NEW YORK, NY, July 23, 2009 (C-FAM) – The “NGO Committee on Women” met last week at UN headquarters in New York to plan commemorations marking the 15th anniversary of the Beijing Conference on Women (Beijing +15) next March. While planning committee organizers billed the anniversary as a cause for celebration, many meeting participants voiced dismay at what they see as a lack of women's progress since 1995 and called on their colleagues to use the anniversary to demand more from governments, particularly in the area of “sexual and reproductive health and rights.”

Representatives of various feminist non-governmental organizations (NGOs) pointed out that the Beijing Conference has no legal status and that it was therefore not important to reaffirm the Beijing Conference as written.  Instead, they pushed for a more “forward-thinking agenda” at the 2010 NGO Global Forum to advance women's rights. 

Cynthia Rothschild of Rutgers University's Center for Women's Global Leadership drew attention to the upcoming September NGO Forum to celebrate the Cairo Conference on Population and Development's 15th anniversary in Berlin, Germany. She argued that it was important to connect the Cairo Forum's outcome on issues of reproductive health and rights to any Beijing +15 commemoration.
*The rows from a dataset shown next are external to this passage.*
//! Spoken and displayed feedback
//!
//! [`Feedback`] is the conversation's only output surface. Speech blocks
//! until playback completes; presentation updates are pushed onto a
//! one-way channel and never block.

use tokio::sync::mpsc;

use crate::voice::Speaker;

/// Message sent to the presentation surface
#[derive(Debug, Clone, PartialEq, Eq)]
pub enum StatusEvent {
    /// Replace the status line
    Status(String),
    /// Append a log line
    Log(String),
    /// Toggle the listening indicator
    Listening(bool),
}

/// Create the presentation channel
#[must_use]
pub fn status_channel() -> (StatusSender, mpsc::UnboundedReceiver<StatusEvent>) {
    let (tx, rx) = mpsc::unbounded_channel();
    (StatusSender(Some(tx)), rx)
}

/// Sending half of the presentation channel; a closed or absent display
/// is silently ignored
#[derive(Debug, Clone, Default)]
pub struct StatusSender(Option<mpsc::UnboundedSender<StatusEvent>>);

impl StatusSender {
    /// A sender with no display attached
    #[must_use]
    pub const fn detached() -> Self {
        Self(None)
    }

    fn send(&self, event: StatusEvent) {
        if let Some(tx) = &self.0 {
            let _ = tx.send(event);
        }
    }
}

/// Speech plus presentation sink
pub struct Feedback {
    speaker: Box<dyn Speaker>,
    status: StatusSender,
}

impl Feedback {
    pub fn new(speaker: Box<dyn Speaker>, status: StatusSender) -> Self {
        Self { speaker, status }
    }

    /// Speak and log a line; blocks until playback finishes
    ///
    /// Speech failures fall back to printing the text.
    pub async fn speak(&mut self, text: &str) {
        tracing::info!(text, "Alpha");
        self.status.send(StatusEvent::Log(format!("Alpha: {text}")));

        if let Err(e) = self.speaker.speak(text).await {
            tracing::warn!(error = %e, "speech output failed");
            println!("Alpha (TTS FAILED): {text}");
        }
    }

    /// Append a line to the display log
    pub fn log_line(&self, text: impl Into<String>) {
        self.status.send(StatusEvent::Log(text.into()));
    }

    /// Replace the display status line
    pub fn set_status(&self, text: impl Into<String>) {
        self.status.send(StatusEvent::Status(text.into()));
    }

    /// Toggle the display's listening indicator
    pub fn set_listening(&self, listening: bool) {
        self.status.send(StatusEvent::Listening(listening));
    }
}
The issue of maternal mortality was also raised. Sorosh Roshan, M.D., the president of the International Health Awareness Network, asked the group, “Is this a good cause for celebration? When every year more than half a million women in the prime of their lives, they die and you're silent about it?” Some implied that the problem of maternal mortality was being caused by restrictions on abortion in certain countries, with another participant declaring, “More babies are living, but more women are dying.”

A considerable number of the NGO representatives saw Beijing +15 as an opportunity to challenge heads of states on reproductive health.  They hope to use the forum as a way to voice strong demands and to put pressure on countries that have failed to implement more liberal women's rights reforms.

One vocal attendee summed up the restless feelings that many expressed at the planning meeting: “A review conference, a celebration, is an opportunity to move forward and really get everyone to make commitments to challenge all these heads of states – not all of them are terrific – and to say that until and unless there are national action plans, until and unless there are implementation programs, we're still going to sit here year after year and it's not good enough.”  

Critics fear that these Global Forum meetings are just the latest attempt by abortion advocates to expand the “reproductive health” provisions negotiated at the original Cairo and Beijing meetings under the guise of representing the “global” NGO community. The 2010 NGO Global Forum for Women is set to be held on February 27-28, 2010 in New York.